Por alguna causa, desde esa casa, ubicada en el inicio de la calle Chacabuco, crucé el puente del canal y me asomé a mirar hacia la casa de mi abuelo Rafael, a unos ciento cincuenta metros de distancia. Me llamó la atención ver varios autos estacionados en esa esquina. Recuerdo que regresé y le comenté a mi abuela Dominga:
- ¿Qué pasará que hay tantos autos en la casa del abuelo Rafael?
- ¿Qué va a pasar? Se murió tu abuela Carmen... - me dijo sin anestesia.
Nunca fue muy delicada mi abuela Dominga para dar las malas noticias. Un rato más tarde nos vinieron a buscar y allí fue la primera vez que vi a una persona muerta. También fue la primera vez que vi a mi abuelo llorar. Lo veo hoy levantando a mi hermano Héctor, de tres o cuatro años, para que viera a la abuela en el cajón y llorando desconsolado la pérdida de su querida esposa.

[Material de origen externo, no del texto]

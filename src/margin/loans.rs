// 6.5 margin/loans.rs: lender side and rights management. loan offer cancellation,
// margin calls, collateral, and transfers of the loan or position.

use alloy_primitives::{Address, U256};

use super::core::Margin;
use super::results::MarginError;
use crate::abi::IMargin;
use crate::marshal::CancelLoanOfferingArgs;
use crate::transport::{CallOptions, MarginTransport, TxReceipt};
use crate::types::{LoanOffering, PositionId};

impl<T: MarginTransport> Margin<T> {
    /// Burns `cancel_amount` of an offering's remaining capacity.
    ///
    /// The offering needs no signature; the contract only accepts this from its payer.
    /// The interest rate is scaled to protocol units exactly as on open, so the cancel
    /// lands on the same offering hash. Earlier clients sent the human rate unscaled,
    /// which addressed a different offering.
    pub async fn cancel_loan_offer(
        &self,
        loan_offering: &LoanOffering,
        cancel_amount: U256,
        from: Address,
        options: CallOptions,
    ) -> Result<TxReceipt, MarginError> {
        let args = CancelLoanOfferingArgs::from_offering(loan_offering, cancel_amount)?;
        self.send(args.to_call(), from, options).await
    }

    // 6.5.2: lender demands required_deposit more collateral before the call time limit
    pub async fn margin_call(
        &self,
        position_id: PositionId,
        required_deposit: U256,
        from: Address,
        options: CallOptions,
    ) -> Result<TxReceipt, MarginError> {
        let call = IMargin::marginCallCall {
            positionId: position_id.0,
            requiredDeposit: required_deposit,
        };
        self.send(call, from, options).await
    }

    pub async fn cancel_margin_call(
        &self,
        position_id: PositionId,
        from: Address,
        options: CallOptions,
    ) -> Result<TxReceipt, MarginError> {
        let call = IMargin::cancelMarginCallCall {
            positionId: position_id.0,
        };
        self.send(call, from, options).await
    }

    // 6.5.3: lender seizes the held token after an uncured call or expiry
    pub async fn force_recover_collateral(
        &self,
        position_id: PositionId,
        collateral_recipient: Address,
        from: Address,
        options: CallOptions,
    ) -> Result<TxReceipt, MarginError> {
        let call = IMargin::forceRecoverCollateralCall {
            positionId: position_id.0,
            recipient: collateral_recipient,
        };
        self.send(call, from, options).await
    }

    /// Adds held token collateral to a position.
    ///
    /// Dispatches to the contract's `depositCollateral(bytes32,uint256)`. Earlier clients
    /// routed this through `forceRecoverCollateral` with the amount in the recipient slot;
    /// that wiring is not reproduced.
    pub async fn deposit_collateral(
        &self,
        position_id: PositionId,
        deposit_amount: U256,
        from: Address,
        options: CallOptions,
    ) -> Result<TxReceipt, MarginError> {
        let call = IMargin::depositCollateralCall {
            positionId: position_id.0,
            depositAmount: deposit_amount,
        };
        self.send(call, from, options).await
    }

    // 6.5.4: only the current lender may move the loan, only the current owner the position
    pub async fn transfer_loan(
        &self,
        position_id: PositionId,
        to: Address,
        from: Address,
        options: CallOptions,
    ) -> Result<TxReceipt, MarginError> {
        let call = IMargin::transferLoanCall {
            positionId: position_id.0,
            who: to,
        };
        self.send(call, from, options).await
    }

    pub async fn transfer_position(
        &self,
        position_id: PositionId,
        to: Address,
        from: Address,
        options: CallOptions,
    ) -> Result<TxReceipt, MarginError> {
        let call = IMargin::transferPositionCall {
            positionId: position_id.0,
            who: to,
        };
        self.send(call, from, options).await
    }
}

A la noche siguiente, mi papá decidió que, para que el abuelo no se sintiera solo, uno de nosotros fuera a dormir con él. No recuerdo si alguna vez antes había ido allí a dormir, pero esa noche me despertaron los sollozos de mi abuelo. Él se dio cuenta, me acarició y me dijo:
- Ya está, hijo, ya está... - y siguió llorando en silencio.